▶ [About this task]: List each line of the data that holds the word "SiteConfig".

(Dataset entries)

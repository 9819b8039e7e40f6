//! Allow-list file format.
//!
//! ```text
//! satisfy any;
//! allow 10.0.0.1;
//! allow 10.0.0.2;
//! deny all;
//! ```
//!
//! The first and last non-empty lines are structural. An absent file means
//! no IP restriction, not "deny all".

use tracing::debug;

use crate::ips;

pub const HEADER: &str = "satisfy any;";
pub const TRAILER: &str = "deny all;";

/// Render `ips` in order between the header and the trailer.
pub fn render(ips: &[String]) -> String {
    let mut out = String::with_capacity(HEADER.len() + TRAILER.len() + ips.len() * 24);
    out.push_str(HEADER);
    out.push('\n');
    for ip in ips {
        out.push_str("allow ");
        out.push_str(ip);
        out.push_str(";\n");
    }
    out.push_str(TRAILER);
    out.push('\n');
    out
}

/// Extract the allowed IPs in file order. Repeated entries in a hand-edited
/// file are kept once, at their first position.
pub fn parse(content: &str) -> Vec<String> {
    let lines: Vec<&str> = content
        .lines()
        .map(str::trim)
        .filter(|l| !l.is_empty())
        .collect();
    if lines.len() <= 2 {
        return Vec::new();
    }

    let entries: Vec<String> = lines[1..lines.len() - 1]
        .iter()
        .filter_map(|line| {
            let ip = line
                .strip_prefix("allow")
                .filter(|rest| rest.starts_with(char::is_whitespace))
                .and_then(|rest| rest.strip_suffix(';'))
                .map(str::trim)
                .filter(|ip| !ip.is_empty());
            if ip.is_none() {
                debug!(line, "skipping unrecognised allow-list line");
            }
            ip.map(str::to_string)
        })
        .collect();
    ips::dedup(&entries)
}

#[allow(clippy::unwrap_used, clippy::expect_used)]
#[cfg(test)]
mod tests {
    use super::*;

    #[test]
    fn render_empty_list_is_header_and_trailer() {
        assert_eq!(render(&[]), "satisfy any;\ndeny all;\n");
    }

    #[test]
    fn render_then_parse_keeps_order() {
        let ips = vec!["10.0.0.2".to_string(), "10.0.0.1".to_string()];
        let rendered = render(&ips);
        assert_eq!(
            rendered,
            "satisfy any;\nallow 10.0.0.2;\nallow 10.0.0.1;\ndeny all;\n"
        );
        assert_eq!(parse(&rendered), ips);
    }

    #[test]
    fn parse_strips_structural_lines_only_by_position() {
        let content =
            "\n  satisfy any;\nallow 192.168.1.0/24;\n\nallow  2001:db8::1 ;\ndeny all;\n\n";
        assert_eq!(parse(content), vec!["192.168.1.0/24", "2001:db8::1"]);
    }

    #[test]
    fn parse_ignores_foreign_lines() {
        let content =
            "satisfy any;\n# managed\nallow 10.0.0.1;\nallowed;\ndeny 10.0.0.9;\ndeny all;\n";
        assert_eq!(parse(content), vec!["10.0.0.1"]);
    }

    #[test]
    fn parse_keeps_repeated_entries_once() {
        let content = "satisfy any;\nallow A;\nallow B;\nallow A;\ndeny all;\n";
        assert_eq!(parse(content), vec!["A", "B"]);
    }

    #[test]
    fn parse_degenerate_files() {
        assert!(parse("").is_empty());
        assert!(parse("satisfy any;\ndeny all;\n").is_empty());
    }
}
* * *
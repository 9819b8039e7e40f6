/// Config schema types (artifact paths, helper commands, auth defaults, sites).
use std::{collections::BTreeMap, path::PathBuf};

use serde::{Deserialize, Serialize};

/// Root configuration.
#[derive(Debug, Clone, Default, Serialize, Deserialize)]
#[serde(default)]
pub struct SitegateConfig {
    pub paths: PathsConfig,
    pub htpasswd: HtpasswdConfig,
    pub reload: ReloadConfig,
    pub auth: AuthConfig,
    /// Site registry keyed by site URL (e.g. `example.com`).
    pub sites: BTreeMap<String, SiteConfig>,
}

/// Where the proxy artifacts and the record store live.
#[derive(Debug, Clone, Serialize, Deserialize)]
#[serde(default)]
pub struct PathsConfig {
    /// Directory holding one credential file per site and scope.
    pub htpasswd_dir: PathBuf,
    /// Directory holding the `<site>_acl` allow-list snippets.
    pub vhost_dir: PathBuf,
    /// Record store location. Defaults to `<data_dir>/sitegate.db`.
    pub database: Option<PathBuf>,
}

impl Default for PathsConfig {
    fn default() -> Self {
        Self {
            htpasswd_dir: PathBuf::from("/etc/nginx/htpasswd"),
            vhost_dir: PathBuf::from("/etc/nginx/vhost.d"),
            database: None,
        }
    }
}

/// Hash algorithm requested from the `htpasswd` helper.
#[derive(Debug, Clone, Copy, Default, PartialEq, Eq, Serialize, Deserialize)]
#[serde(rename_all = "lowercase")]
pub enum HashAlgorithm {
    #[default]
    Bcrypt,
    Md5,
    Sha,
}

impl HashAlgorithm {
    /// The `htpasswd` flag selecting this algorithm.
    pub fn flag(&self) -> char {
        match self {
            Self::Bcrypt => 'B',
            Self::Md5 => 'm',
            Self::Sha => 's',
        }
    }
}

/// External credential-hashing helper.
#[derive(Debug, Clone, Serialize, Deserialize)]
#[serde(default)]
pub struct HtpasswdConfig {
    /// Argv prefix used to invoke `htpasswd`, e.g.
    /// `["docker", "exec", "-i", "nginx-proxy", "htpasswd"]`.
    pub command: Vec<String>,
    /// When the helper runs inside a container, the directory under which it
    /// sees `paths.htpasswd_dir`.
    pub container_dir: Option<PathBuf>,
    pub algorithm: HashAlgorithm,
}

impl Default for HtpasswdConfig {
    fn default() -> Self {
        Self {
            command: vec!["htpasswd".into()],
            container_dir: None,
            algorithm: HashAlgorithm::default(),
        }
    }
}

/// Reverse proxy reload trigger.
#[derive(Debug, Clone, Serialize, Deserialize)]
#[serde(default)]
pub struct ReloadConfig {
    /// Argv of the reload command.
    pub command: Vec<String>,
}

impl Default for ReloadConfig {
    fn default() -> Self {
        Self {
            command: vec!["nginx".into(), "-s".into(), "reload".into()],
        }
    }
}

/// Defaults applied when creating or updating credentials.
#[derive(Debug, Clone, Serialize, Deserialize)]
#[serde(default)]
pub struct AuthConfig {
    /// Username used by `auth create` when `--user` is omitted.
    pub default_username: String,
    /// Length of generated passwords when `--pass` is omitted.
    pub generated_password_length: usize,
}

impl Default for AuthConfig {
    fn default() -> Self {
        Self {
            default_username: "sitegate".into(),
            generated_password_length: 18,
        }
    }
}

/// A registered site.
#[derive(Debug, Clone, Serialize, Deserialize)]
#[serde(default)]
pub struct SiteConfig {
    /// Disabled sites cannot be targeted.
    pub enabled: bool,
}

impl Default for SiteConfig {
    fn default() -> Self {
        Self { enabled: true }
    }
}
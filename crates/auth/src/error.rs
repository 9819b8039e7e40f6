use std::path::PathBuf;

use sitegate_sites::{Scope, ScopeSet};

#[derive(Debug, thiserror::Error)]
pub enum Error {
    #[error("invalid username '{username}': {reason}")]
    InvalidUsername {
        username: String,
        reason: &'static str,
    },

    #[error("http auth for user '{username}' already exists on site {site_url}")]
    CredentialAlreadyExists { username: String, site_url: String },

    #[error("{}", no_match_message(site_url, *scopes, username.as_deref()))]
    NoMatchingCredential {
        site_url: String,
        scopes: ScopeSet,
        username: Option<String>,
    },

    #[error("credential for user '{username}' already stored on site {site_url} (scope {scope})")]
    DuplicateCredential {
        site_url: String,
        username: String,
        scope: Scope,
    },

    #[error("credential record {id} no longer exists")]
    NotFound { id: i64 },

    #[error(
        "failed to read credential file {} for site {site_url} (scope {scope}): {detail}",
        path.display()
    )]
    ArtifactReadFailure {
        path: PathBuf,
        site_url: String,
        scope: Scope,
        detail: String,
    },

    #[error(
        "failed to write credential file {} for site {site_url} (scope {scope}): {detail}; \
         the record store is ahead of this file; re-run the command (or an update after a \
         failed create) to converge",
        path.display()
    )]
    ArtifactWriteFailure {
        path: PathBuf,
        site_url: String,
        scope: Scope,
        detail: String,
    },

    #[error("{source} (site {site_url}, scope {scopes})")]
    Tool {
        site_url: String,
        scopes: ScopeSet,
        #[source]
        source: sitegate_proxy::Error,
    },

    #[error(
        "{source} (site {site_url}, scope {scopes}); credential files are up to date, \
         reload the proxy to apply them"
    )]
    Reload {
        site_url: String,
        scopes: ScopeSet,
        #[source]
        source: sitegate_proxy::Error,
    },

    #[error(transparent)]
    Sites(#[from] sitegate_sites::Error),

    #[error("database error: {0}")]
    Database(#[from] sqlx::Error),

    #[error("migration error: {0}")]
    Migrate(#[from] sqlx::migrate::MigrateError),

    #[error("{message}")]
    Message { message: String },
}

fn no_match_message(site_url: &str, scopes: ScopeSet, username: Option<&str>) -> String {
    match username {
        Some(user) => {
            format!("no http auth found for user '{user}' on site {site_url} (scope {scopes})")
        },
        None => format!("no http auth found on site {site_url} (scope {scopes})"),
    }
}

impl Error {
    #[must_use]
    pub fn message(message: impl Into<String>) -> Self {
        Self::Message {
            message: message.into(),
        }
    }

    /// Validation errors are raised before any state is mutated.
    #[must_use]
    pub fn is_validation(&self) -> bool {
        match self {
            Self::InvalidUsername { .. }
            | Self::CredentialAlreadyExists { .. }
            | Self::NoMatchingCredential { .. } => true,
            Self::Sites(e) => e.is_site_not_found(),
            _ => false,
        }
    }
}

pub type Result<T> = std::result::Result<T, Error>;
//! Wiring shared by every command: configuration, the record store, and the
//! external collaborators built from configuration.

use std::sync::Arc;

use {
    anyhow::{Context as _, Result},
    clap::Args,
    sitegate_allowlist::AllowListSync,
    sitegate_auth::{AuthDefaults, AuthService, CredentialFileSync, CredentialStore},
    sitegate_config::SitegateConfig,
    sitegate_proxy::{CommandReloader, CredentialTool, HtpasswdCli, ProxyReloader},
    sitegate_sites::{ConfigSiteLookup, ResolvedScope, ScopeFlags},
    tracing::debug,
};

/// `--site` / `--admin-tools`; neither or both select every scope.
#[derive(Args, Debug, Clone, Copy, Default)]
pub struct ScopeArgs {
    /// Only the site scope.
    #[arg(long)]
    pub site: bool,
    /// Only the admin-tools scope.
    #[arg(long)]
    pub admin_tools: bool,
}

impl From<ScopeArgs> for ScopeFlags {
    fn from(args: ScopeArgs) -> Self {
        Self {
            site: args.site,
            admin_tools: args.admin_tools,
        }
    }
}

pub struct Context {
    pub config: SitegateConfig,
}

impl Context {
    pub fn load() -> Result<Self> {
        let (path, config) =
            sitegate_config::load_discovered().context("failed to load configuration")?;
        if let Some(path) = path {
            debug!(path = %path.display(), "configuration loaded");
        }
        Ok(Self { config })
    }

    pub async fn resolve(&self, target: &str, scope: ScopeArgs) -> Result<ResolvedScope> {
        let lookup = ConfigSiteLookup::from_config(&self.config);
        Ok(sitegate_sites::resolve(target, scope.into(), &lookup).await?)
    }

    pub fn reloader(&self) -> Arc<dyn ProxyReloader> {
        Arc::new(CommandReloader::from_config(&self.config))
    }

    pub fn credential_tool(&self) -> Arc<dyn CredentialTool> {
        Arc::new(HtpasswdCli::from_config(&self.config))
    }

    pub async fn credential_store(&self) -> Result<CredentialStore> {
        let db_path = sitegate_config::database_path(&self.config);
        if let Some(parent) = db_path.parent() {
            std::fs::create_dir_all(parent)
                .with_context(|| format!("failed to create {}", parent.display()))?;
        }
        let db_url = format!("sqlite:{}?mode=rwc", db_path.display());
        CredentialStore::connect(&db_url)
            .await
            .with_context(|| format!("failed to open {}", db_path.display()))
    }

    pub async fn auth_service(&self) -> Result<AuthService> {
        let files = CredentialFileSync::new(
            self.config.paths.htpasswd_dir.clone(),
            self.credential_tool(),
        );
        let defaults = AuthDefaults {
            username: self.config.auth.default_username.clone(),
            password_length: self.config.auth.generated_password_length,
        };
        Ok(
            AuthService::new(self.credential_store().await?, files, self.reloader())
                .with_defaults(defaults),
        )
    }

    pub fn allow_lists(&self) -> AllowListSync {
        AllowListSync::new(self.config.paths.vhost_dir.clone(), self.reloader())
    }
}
* * *
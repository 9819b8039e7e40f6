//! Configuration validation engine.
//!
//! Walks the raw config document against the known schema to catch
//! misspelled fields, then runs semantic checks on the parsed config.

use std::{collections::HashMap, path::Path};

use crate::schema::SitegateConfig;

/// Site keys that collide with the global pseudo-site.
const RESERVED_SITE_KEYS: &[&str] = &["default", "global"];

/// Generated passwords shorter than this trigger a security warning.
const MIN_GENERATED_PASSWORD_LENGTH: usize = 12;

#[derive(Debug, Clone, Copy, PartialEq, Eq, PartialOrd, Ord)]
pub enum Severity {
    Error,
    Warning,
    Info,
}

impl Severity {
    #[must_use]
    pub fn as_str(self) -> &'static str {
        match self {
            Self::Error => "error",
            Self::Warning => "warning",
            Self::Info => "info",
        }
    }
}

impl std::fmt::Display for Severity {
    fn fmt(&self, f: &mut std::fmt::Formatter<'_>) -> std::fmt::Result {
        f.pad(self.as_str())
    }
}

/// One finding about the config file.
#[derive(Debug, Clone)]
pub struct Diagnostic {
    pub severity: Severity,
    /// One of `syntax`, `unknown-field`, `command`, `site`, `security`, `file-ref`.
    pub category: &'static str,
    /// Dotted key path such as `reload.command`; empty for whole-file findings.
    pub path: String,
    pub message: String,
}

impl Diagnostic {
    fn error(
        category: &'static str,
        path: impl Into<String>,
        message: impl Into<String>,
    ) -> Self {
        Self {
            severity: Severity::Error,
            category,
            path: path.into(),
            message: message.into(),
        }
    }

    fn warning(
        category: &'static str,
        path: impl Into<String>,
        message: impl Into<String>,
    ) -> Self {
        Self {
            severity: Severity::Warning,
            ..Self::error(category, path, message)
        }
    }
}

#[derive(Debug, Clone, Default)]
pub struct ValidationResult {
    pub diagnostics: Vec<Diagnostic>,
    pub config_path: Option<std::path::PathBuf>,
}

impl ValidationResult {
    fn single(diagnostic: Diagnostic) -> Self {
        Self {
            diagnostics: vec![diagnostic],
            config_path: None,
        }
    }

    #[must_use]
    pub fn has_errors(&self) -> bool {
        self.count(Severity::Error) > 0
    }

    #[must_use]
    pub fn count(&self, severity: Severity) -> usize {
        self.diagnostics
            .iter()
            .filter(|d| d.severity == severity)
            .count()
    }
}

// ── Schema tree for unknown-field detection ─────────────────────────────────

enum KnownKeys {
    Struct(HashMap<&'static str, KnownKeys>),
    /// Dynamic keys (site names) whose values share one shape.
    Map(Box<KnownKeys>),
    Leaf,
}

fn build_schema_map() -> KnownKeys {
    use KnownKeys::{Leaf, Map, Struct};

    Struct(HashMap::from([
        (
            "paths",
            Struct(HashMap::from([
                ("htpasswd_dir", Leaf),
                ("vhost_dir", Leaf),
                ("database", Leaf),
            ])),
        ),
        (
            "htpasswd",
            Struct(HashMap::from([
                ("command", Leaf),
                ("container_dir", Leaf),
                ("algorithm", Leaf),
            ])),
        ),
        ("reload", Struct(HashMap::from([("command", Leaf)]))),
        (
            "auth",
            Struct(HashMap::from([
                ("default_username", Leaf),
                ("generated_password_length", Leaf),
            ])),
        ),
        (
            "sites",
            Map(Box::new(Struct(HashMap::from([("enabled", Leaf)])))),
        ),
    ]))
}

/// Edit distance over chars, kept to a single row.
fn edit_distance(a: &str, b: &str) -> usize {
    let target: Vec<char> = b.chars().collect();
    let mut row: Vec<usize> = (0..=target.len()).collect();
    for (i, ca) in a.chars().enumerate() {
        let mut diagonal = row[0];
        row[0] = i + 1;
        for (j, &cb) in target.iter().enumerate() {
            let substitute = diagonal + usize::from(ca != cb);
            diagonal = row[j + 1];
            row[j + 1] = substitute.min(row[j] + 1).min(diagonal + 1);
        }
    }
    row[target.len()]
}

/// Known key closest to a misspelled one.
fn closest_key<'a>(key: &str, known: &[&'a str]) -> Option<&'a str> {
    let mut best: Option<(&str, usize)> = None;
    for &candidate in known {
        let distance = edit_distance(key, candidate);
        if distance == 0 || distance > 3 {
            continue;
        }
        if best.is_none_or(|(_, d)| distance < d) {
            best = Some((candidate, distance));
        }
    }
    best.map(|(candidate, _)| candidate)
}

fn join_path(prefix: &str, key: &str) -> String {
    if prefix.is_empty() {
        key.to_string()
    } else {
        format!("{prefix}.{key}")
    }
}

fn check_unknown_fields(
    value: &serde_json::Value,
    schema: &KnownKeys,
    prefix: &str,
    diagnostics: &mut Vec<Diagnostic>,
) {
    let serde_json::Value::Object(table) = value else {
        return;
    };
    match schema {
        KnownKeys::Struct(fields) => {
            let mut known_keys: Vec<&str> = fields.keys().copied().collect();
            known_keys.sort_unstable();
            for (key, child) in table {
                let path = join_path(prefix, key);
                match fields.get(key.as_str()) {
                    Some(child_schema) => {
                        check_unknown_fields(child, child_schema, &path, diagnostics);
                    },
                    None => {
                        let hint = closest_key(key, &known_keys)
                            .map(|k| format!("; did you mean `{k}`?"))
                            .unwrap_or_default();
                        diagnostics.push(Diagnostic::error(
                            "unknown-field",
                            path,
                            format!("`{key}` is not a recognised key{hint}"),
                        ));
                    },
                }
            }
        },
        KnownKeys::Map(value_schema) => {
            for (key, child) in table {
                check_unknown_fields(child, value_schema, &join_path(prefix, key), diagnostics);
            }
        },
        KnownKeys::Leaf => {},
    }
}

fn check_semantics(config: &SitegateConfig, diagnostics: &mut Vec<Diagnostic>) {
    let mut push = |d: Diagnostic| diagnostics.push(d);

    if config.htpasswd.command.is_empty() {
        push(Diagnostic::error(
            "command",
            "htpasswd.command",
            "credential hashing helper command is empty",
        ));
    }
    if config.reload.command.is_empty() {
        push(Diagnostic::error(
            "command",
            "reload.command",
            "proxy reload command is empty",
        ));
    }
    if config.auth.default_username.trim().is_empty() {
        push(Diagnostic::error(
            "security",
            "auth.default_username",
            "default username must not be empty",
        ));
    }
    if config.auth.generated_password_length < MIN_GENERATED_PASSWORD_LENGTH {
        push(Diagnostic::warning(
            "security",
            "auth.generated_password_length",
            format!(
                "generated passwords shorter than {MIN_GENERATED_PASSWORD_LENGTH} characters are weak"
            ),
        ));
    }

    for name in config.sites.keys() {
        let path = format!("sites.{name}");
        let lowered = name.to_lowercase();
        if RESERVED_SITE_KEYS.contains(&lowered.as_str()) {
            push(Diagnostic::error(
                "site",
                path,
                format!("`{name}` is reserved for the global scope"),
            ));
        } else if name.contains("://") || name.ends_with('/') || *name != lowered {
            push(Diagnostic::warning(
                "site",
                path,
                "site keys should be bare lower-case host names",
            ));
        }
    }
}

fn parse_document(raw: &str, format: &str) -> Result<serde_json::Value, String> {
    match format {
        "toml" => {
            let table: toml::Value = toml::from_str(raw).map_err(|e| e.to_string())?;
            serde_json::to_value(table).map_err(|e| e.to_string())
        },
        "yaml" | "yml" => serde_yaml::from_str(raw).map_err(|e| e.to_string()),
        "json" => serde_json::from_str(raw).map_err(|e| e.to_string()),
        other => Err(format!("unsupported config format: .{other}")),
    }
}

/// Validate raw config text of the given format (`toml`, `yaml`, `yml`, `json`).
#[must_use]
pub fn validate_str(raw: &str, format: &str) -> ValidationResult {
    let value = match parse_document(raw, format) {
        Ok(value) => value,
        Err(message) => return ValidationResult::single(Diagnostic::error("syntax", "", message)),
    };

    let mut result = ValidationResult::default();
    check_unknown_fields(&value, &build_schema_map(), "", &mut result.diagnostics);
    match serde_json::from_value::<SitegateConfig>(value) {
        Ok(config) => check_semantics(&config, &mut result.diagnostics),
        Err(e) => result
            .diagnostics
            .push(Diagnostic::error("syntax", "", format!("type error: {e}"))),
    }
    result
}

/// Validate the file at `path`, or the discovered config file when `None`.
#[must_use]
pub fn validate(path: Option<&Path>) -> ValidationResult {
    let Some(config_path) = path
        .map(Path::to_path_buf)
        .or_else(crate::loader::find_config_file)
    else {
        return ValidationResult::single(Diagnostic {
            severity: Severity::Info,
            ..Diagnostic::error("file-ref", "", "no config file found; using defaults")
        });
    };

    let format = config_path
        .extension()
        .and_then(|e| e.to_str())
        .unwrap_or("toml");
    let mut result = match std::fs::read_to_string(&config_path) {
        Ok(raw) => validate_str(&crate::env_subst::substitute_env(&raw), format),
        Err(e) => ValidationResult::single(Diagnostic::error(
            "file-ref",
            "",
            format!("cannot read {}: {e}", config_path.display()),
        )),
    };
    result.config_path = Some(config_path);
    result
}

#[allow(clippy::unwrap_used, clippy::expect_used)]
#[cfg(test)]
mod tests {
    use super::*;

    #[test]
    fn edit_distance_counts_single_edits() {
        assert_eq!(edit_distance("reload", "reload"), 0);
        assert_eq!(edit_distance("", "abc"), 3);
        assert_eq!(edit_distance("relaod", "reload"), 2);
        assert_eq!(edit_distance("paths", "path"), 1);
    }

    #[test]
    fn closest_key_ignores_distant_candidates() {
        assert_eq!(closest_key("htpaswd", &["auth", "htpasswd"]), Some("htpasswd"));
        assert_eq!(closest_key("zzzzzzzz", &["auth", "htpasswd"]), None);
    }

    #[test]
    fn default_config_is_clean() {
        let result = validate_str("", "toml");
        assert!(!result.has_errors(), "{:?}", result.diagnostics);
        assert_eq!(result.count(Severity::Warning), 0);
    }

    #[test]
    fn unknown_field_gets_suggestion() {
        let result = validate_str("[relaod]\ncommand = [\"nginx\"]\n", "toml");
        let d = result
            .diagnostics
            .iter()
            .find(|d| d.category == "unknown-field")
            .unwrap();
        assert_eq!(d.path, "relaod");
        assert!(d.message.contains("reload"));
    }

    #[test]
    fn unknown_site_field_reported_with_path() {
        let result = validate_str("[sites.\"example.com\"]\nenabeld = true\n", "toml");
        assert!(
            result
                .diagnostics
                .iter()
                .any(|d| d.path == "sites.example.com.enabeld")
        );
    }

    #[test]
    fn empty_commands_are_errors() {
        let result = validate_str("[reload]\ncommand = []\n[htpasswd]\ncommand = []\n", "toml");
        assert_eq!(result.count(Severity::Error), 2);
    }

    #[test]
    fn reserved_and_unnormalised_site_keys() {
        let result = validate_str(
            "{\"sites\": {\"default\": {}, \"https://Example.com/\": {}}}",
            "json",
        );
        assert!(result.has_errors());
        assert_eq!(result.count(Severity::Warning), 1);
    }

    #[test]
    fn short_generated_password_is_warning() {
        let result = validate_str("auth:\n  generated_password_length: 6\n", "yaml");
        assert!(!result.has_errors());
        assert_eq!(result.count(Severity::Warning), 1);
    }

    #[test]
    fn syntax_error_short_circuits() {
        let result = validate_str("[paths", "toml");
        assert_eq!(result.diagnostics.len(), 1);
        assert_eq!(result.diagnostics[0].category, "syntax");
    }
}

▶ [Problem solution]:
    pub sites: BTreeMap<String, SiteConfig>,
pub struct SiteConfig {
impl Default for SiteConfig {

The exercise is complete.